The study, which analyzed hundreds of millions of enterprise files stored and shared within enterprise cloud applications, revealed several interesting figures, including the relative risk of private patient information in the healthcare system.

The healthcare industry ranked number one in a list of verticals with the most policy violations leading to a loss of personal information, due in part because of the complex relationships between customers and vendors, according to the study. Elastica also believes the relative value of personal information on the black market is another driving factor in the prevalence of fraud and theft of healthcare information stored in the cloud.

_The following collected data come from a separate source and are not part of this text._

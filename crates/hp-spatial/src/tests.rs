//! Unit tests for hp-spatial.

use hp_core::{BuildingId, CellPos, Role, SimRng};

use crate::{
    Admission, BuildingKind, GradeBand, School, SearchRequest, SpatialError, SpatialIndex,
    SpatialIndexBuilder, ring_cells,
};

// ── Helpers ───────────────────────────────────────────────────────────────────

fn grid(rows: u32, cols: u32) -> SpatialIndexBuilder {
    SpatialIndexBuilder::new(rows, cols)
}

fn one_business(at: CellPos, employees: u32) -> (SpatialIndex, BuildingId) {
    let mut b = grid(3, 3);
    let id = b.add_building(at, BuildingKind::business(employees), 0);
    (b.build().unwrap(), id)
}

// ── Ledger ────────────────────────────────────────────────────────────────────

#[cfg(test)]
mod ledger {
    use super::*;

    #[test]
    fn employee_capacity_fills_up() {
        let (mut index, id) = one_business(CellPos::new(1, 1), 2);
        index.reserve(id, &Admission::employee(1)).unwrap();
        index.reserve(id, &Admission::employee(1)).unwrap();
        let err = index.reserve(id, &Admission::employee(1)).unwrap_err();
        assert!(matches!(err, SpatialError::CapacityExceeded { role: Role::Employee, .. }));
    }

    #[test]
    fn visitor_windows_are_time_indexed() {
        let mut b = grid(1, 1);
        let shop = b.add_building(CellPos::new(0, 0), BuildingKind::business(5), 1);
        let mut index = b.build().unwrap();

        index.reserve(shop, &Admission::visitor(10, 20)).unwrap();
        assert!(!index.admits(shop, &Admission::visitor(15, 25)));
        assert!(!index.admits(shop, &Admission::visitor(19, 20)));
        // Windows are half-open: [10, 20) does not collide with [20, 30).
        assert!(index.admits(shop, &Admission::visitor(20, 30)));
        assert!(index.admits(shop, &Admission::visitor(0, 10)));

        let ledger = index.building(shop).unwrap().visitors();
        assert_eq!(ledger.at(10), 1);
        assert_eq!(ledger.at(20), 0);
    }

    #[test]
    fn zero_visitor_capacity_never_admits() {
        let (index, id) = one_business(CellPos::new(0, 0), 3);
        assert!(!index.admits(id, &Admission::visitor(0, 1)));
    }

    #[test]
    fn visitor_window_past_week_end_is_clipped() {
        let mut b = grid(1, 1);
        let park = b.add_building(CellPos::new(0, 0), BuildingKind::business(0), 2);
        let mut index = b.build().unwrap();
        index.reserve(park, &Admission::visitor(1000, 1100)).unwrap();
        assert_eq!(index.building(park).unwrap().visitors().at(1007), 1);
    }

    #[test]
    fn school_grades_and_seats() {
        // 5 staff → 1 teacher → 30 seats.
        let school = School::with_timetable(5, GradeBand::Middle, 48, 90);
        assert_eq!(school.students.max, 30);
        assert!(school.has_grade_available(11, 1)); // grade 6
        assert!(school.has_grade_available(13, 30)); // grade 8
        assert!(!school.has_grade_available(13, 31));
        assert!(!school.has_grade_available(10, 1)); // grade 5
        assert!(!school.has_grade_available(3, 1));
    }

    #[test]
    fn school_timetable_ranges() {
        let mut rng = SimRng::new(11);
        for _ in 0..100 {
            let s = School::new(10, GradeBand::Elementary, &mut rng);
            assert!((42..60).contains(&s.start_time));
            assert!((s.start_time + 36..s.start_time + 48).contains(&s.end_time));
        }
    }

    #[test]
    fn role_kind_matching() {
        let mut b = grid(1, 1);
        let clinic  = b.add_building(CellPos::new(0, 0), BuildingKind::medical(1, 2), 0);
        let daycare = b.add_building(CellPos::new(0, 0), BuildingKind::daycare(3), 0);
        let home    = b.add_building(CellPos::new(0, 0), BuildingKind::Home, 0);
        let index = b.build().unwrap();

        assert!(index.admits(clinic, &Admission::employee(1)));
        assert!(index.admits(clinic, &Admission::patient(2)));
        assert!(!index.admits(clinic, &Admission::patient(3)));
        assert!(!index.admits(clinic, &Admission::daycare(1)));

        assert!(index.admits(daycare, &Admission::daycare(3)));
        assert!(!index.admits(daycare, &Admission::daycare(4)));
        assert!(!index.admits(daycare, &Admission::employee(1)));

        assert!(!index.admits(home, &Admission::employee(1)));
        assert!(!index.admits(home, &Admission::student(8)));
    }
}

// ── Index construction ────────────────────────────────────────────────────────

#[cfg(test)]
mod index {
    use super::*;

    #[test]
    fn hubs_are_not_listed_as_buildings() {
        let mut b = grid(2, 2);
        let hub  = b.add_transport_hub(CellPos::new(1, 0));
        let shop = b.add_building(CellPos::new(1, 0), BuildingKind::business(1), 0);
        let index = b.build().unwrap();

        let cell = index.cell_at(CellPos::new(1, 0)).unwrap();
        assert_eq!(cell.hub, Some(hub));
        assert_eq!(cell.buildings, vec![shop]);
        assert_eq!(index.hub_at(CellPos::new(0, 0)), None);
        assert!(index.cell_at(CellPos::new(2, 0)).is_none());
    }

    #[test]
    fn hub_everywhere() {
        let mut b = grid(3, 4);
        b.add_hub_everywhere();
        let index = b.build().unwrap();
        assert_eq!(index.building_count(), 12);
        assert!(index.hub_at(CellPos::new(2, 3)).is_some());
    }

    #[test]
    fn out_of_bounds_building_rejected() {
        let mut b = grid(2, 2);
        b.add_building(CellPos::new(2, 0), BuildingKind::Home, 0);
        assert!(matches!(b.build(), Err(SpatialError::CellOutOfBounds { .. })));
    }

    #[test]
    fn empty_grid_rejected() {
        assert!(matches!(grid(0, 5).build(), Err(SpatialError::EmptyGrid)));
    }

    #[test]
    fn unknown_building() {
        let (mut index, _) = one_business(CellPos::new(0, 0), 1);
        assert!(matches!(index.building(BuildingId(99)), Err(SpatialError::UnknownBuilding(_))));
        assert!(index.reserve(BuildingId(99), &Admission::employee(1)).is_err());
    }

    #[test]
    fn cell_offset_does_not_wrap_on_wide_grids() {
        use crate::index::cell_offset;

        assert_eq!(cell_offset(CellPos::new(1, 2), 3), 5);
        let wide = cell_offset(CellPos::new(70_000, 5), 70_000);
        assert_eq!(wide as u64, 70_000u64 * 70_000 + 5);
        assert!(wide as u64 > u64::from(u32::MAX));
    }
}

// ── Ring search ───────────────────────────────────────────────────────────────

#[cfg(test)]
mod search {
    use std::collections::HashSet;

    use super::*;

    #[test]
    fn ring_cells_unclipped_count() {
        let cells: Vec<_> = ring_cells(CellPos::new(5, 5), 2, 20, 20).collect();
        assert_eq!(cells.len(), 16);
        let unique: HashSet<_> = cells.iter().copied().collect();
        assert_eq!(unique.len(), 16);
        assert!(cells.iter().all(|c| c.chebyshev(CellPos::new(5, 5)) == 2));
    }

    #[test]
    fn ring_cells_clipped_at_corner() {
        let cells: Vec<_> = ring_cells(CellPos::new(0, 0), 1, 3, 3).collect();
        let unique: HashSet<_> = cells.into_iter().collect();
        let expected: HashSet<_> =
            [CellPos::new(0, 1), CellPos::new(1, 0), CellPos::new(1, 1)].into_iter().collect();
        assert_eq!(unique, expected);
    }

    #[test]
    fn origin_cell_checked_first() {
        let mut b = grid(5, 5);
        let far  = b.add_building(CellPos::new(2, 3), BuildingKind::business(1), 0);
        let here = b.add_building(CellPos::new(2, 2), BuildingKind::business(1), 0);
        let index = b.build().unwrap();
        let req = SearchRequest::new(CellPos::new(2, 2), Admission::employee(1));
        assert_eq!(index.find_available_building(&req), Some(here));
        let _ = far;
    }

    #[test]
    fn nearest_ring_wins() {
        let mut b = grid(9, 9);
        let ring3 = b.add_building(CellPos::new(4, 7), BuildingKind::business(1), 0);
        let ring2 = b.add_building(CellPos::new(6, 4), BuildingKind::business(1), 0);
        let index = b.build().unwrap();
        let req = SearchRequest::new(CellPos::new(4, 4), Admission::employee(1));
        assert_eq!(index.find_available_building(&req), Some(ring2));
        let _ = ring3;
    }

    #[test]
    fn full_building_is_skipped() {
        // 3x3 grid, the only employer at (1,1) is already full.
        let (mut index, id) = one_business(CellPos::new(1, 1), 1);
        index.reserve(id, &Admission::employee(1)).unwrap();
        let req = SearchRequest::new(CellPos::new(0, 0), Admission::employee(1)).radius(Some(5));
        assert_eq!(index.find_available_building(&req), None);
    }

    #[test]
    fn full_building_skipped_for_next_one() {
        let mut b = grid(3, 3);
        let full  = b.add_building(CellPos::new(1, 1), BuildingKind::business(1), 0);
        let other = b.add_building(CellPos::new(2, 2), BuildingKind::business(1), 0);
        let mut index = b.build().unwrap();
        index.reserve(full, &Admission::employee(1)).unwrap();
        let req = SearchRequest::new(CellPos::new(0, 0), Admission::employee(1)).radius(Some(5));
        assert_eq!(index.find_available_building(&req), Some(other));
    }

    #[test]
    fn radius_limit_respected() {
        let mut b = grid(10, 10);
        b.add_building(CellPos::new(0, 6), BuildingKind::business(1), 0);
        let index = b.build().unwrap();
        let origin = CellPos::new(0, 0);
        for limit in 0..10 {
            let req = SearchRequest::new(origin, Admission::employee(1)).radius(Some(limit));
            match index.find_available_building(&req) {
                Some(id) => {
                    let d = index.location(id).unwrap().chebyshev(origin);
                    assert!(d <= limit, "found at distance {d} with limit {limit}");
                }
                None => assert!(limit < 6),
            }
        }
    }

    #[test]
    fn arrival_bound_stops_search() {
        let mut b = grid(1, 10);
        b.add_building(CellPos::new(0, 8), BuildingKind::business(1), 5);
        let index = b.build().unwrap();
        let origin = CellPos::new(0, 0);

        // 8 cells at rate 1 → 8 units: a 5-unit window cannot be reached.
        let short = SearchRequest::new(origin, Admission::visitor(100, 105));
        assert_eq!(index.find_available_building(&short), None);

        // At rate 2 the ring takes 4 units and fits.
        let fast = SearchRequest::new(origin, Admission::visitor(100, 105)).rate(2);
        assert!(index.find_available_building(&fast).is_some());
    }

    #[test]
    fn search_never_returns_overfull_building() {
        let mut rng = SimRng::new(5);
        let mut b = grid(6, 6);
        for _ in 0..12 {
            let cell = CellPos::new(rng.below(6), rng.below(6));
            b.add_building(cell, BuildingKind::business(1 + rng.below(3)), 0);
        }
        let mut index = b.build().unwrap();

        let mut hired = 0;
        loop {
            let origin = CellPos::new(rng.below(6), rng.below(6));
            let req = SearchRequest::new(origin, Admission::employee(1));
            let Some(id) = index.find_available_building(&req) else { break };
            index.reserve(id, &req.admission).unwrap();
            hired += 1;
        }

        let total: u32 = index
            .buildings()
            .iter()
            .map(|b| match &b.kind {
                BuildingKind::Business { employees } => {
                    assert!(employees.current <= employees.max);
                    employees.max
                }
                _ => 0,
            })
            .sum();
        assert_eq!(hired, total);
    }

    #[test]
    fn origin_outside_grid_is_none() {
        let (index, _) = one_business(CellPos::new(0, 0), 1);
        let req = SearchRequest::new(CellPos::new(7, 7), Admission::employee(1));
        assert_eq!(index.find_available_building(&req), None);
    }
}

Elastica also estimated that the cost of exposed data in SaaS can total up to $13.85 million per incident, according to the study. Additionally, about 1.34 percent of all accounts within organizations exhibit signs of malicious activities, meaning enterprise users need to be particularly mindful of protecting sensitive data.

Out of all the hundreds of millions of data files analyzed for the study, Elastica, found that 25 percent were broadly shared, with 12.5 percent of those files containing sensitive or compliance related data. About 9 percent of all files are publicly exposed, putting them at greater risk of being accessed by bad actors, according to the study.  

“Even when companies embrace enterprise-grade cloud apps, there remains a challenge in understanding the sensitive content their users are storing within them, and how that content is being exposed, intentionally or unintentionally,” said Rehan Jalil, CEO of Elastica, in a statement. “Enterprises need advanced methods of monitoring, detection and prevention applied by data science and machine learning in order to mitigate financial and reputation damage.”

While it’s important to note that although Elastica has a vested stake in convincing users to implement more stringent cloud security methods, the information within the study is important because it highlights the fact that even enterprise cloud applications are not 100 percent secure. And even though there will likely never be a completely secure option for storing sensitive information, being aware of potential risks and knowing how to mitigate data loss is a huge factor in protecting your customers, your employees and your businesses from both financial loss and customer dissatisfaction.